::: Data section
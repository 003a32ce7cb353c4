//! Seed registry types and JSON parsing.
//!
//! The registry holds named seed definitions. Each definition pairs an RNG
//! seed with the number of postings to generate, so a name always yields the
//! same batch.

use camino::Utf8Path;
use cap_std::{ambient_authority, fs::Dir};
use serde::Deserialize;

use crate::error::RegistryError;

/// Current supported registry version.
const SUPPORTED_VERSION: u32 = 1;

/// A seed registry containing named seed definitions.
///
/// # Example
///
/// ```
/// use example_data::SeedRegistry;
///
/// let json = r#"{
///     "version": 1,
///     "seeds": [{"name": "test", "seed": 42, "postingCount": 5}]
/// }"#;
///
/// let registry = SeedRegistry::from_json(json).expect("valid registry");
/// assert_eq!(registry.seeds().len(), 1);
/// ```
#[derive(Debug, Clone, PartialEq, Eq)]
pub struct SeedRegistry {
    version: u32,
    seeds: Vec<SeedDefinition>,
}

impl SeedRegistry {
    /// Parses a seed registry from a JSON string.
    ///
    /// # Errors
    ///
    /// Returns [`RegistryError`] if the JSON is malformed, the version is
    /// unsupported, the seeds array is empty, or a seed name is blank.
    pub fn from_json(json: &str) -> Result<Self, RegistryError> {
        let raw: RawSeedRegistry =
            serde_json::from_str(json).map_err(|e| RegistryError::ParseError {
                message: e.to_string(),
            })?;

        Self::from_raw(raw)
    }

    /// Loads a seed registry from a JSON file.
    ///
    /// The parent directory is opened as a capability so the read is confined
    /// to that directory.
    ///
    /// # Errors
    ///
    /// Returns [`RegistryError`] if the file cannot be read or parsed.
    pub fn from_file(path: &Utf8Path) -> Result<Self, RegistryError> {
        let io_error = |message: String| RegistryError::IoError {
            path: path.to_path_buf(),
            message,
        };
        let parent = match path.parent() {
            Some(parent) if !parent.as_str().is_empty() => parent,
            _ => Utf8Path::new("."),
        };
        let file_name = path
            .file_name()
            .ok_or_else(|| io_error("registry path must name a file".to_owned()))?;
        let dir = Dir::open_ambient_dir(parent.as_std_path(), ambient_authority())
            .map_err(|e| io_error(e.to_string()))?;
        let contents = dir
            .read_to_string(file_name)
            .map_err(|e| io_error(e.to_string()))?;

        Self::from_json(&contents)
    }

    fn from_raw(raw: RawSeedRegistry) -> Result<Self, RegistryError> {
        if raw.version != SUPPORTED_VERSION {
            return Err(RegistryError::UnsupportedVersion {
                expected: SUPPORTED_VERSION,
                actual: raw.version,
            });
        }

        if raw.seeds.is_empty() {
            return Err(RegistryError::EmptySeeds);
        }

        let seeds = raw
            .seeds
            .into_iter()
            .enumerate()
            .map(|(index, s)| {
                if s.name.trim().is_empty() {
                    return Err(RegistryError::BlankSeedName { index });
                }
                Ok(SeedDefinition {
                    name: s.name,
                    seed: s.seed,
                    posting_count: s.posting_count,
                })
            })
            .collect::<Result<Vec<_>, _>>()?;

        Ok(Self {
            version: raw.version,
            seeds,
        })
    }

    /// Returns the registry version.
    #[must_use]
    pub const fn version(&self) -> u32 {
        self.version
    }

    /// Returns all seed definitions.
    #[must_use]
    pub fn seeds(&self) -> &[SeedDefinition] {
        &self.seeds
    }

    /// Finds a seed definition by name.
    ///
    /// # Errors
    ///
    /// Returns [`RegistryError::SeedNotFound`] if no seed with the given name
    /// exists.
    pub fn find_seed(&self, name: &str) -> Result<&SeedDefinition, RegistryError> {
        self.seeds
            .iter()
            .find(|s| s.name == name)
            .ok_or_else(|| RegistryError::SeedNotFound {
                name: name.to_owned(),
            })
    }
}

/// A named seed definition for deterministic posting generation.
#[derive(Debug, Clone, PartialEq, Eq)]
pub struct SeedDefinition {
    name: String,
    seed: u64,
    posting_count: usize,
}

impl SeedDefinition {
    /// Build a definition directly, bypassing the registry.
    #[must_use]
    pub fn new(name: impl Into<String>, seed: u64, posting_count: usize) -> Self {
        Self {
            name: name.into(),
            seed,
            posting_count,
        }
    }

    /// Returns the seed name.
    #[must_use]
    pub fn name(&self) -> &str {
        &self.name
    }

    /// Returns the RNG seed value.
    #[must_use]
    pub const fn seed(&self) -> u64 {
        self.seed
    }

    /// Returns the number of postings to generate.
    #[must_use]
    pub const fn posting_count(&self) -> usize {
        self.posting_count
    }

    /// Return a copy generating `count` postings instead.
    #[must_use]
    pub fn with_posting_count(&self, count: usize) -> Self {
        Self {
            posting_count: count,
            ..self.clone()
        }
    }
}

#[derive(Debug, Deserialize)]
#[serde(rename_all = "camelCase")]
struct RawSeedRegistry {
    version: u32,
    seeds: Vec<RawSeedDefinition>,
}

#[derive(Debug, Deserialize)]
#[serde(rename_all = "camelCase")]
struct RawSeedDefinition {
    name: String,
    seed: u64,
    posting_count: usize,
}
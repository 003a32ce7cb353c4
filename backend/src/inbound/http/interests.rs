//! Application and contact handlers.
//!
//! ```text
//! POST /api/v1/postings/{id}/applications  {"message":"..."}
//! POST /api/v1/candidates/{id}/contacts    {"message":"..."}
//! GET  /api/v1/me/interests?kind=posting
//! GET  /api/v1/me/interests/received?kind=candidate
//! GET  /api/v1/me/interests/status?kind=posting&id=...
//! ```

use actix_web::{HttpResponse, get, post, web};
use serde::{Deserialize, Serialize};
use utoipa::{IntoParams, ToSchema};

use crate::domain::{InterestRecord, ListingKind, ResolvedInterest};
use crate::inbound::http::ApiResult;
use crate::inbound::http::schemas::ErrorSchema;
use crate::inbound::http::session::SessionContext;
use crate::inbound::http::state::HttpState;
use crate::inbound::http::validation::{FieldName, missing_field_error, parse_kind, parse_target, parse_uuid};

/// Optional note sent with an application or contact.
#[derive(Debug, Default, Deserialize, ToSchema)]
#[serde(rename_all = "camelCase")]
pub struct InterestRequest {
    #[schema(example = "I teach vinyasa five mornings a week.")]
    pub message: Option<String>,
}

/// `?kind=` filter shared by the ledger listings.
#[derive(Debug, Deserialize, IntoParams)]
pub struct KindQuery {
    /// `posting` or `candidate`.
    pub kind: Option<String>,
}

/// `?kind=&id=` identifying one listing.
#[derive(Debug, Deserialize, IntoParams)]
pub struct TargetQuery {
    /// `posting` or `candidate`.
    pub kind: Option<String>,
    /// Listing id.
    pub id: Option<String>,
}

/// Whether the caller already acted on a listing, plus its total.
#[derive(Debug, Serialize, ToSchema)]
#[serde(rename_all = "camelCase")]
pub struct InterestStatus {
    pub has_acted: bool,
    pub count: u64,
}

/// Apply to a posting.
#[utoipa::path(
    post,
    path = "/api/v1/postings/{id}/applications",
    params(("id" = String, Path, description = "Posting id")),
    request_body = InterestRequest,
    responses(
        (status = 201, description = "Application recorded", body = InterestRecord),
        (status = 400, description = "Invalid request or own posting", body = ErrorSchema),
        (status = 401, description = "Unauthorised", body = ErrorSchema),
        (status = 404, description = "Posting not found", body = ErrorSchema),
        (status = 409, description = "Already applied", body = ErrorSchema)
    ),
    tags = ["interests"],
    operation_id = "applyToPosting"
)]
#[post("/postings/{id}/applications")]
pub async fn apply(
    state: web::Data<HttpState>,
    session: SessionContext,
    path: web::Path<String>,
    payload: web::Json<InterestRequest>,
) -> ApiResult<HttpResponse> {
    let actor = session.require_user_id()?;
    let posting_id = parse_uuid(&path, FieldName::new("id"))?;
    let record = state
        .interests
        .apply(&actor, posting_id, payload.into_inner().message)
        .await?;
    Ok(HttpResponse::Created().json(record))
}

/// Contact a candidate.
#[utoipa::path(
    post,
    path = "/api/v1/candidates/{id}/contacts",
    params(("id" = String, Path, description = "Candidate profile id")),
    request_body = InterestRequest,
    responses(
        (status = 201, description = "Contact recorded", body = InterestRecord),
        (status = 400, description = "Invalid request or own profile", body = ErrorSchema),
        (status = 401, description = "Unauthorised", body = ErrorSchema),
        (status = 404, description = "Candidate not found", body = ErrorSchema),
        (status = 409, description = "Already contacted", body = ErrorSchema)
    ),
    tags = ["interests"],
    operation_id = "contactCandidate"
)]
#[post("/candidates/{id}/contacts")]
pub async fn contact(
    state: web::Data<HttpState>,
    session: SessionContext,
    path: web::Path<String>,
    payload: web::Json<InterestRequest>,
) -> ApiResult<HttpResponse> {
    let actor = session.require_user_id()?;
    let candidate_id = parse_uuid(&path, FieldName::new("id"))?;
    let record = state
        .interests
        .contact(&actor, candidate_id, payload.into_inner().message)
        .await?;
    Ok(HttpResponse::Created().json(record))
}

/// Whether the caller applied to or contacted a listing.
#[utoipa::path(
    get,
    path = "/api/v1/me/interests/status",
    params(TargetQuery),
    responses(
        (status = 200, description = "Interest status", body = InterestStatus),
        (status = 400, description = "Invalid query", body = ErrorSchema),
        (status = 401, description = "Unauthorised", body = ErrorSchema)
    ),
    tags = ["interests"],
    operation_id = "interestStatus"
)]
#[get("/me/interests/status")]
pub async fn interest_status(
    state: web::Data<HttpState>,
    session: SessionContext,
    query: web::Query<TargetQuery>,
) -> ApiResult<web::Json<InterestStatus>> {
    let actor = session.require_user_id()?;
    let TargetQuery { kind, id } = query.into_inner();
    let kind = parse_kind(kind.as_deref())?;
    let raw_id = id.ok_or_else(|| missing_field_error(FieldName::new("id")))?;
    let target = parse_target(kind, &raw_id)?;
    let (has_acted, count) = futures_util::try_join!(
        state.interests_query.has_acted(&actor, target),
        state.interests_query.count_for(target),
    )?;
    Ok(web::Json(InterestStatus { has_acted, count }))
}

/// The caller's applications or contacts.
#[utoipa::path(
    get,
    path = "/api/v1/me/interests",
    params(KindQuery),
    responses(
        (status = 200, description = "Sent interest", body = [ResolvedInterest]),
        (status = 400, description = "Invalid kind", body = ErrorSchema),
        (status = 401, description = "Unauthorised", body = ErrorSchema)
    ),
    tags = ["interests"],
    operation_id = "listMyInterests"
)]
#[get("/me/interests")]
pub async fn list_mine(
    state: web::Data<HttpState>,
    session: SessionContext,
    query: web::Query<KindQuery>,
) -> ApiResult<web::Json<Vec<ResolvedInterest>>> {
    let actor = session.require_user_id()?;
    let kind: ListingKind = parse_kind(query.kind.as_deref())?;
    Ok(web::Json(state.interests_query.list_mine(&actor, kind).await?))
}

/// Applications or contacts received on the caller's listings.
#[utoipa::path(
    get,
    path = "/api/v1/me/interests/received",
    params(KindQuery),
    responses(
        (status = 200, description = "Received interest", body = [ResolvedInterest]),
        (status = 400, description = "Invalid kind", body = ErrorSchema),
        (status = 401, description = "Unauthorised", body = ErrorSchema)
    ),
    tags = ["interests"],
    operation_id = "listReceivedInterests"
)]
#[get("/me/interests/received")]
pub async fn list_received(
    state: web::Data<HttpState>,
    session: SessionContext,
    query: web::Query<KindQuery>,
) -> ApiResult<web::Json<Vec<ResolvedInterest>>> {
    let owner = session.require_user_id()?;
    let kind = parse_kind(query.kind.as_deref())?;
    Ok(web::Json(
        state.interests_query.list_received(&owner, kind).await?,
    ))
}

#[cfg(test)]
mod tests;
::::::
The string "struct" marks the lines to copy; report each of them from the data above.

pub struct SeedRegistry {
pub struct SeedDefinition {
struct RawSeedRegistry {
struct RawSeedDefinition {
pub struct InterestRequest {
pub struct KindQuery {
pub struct TargetQuery {
pub struct InterestStatus {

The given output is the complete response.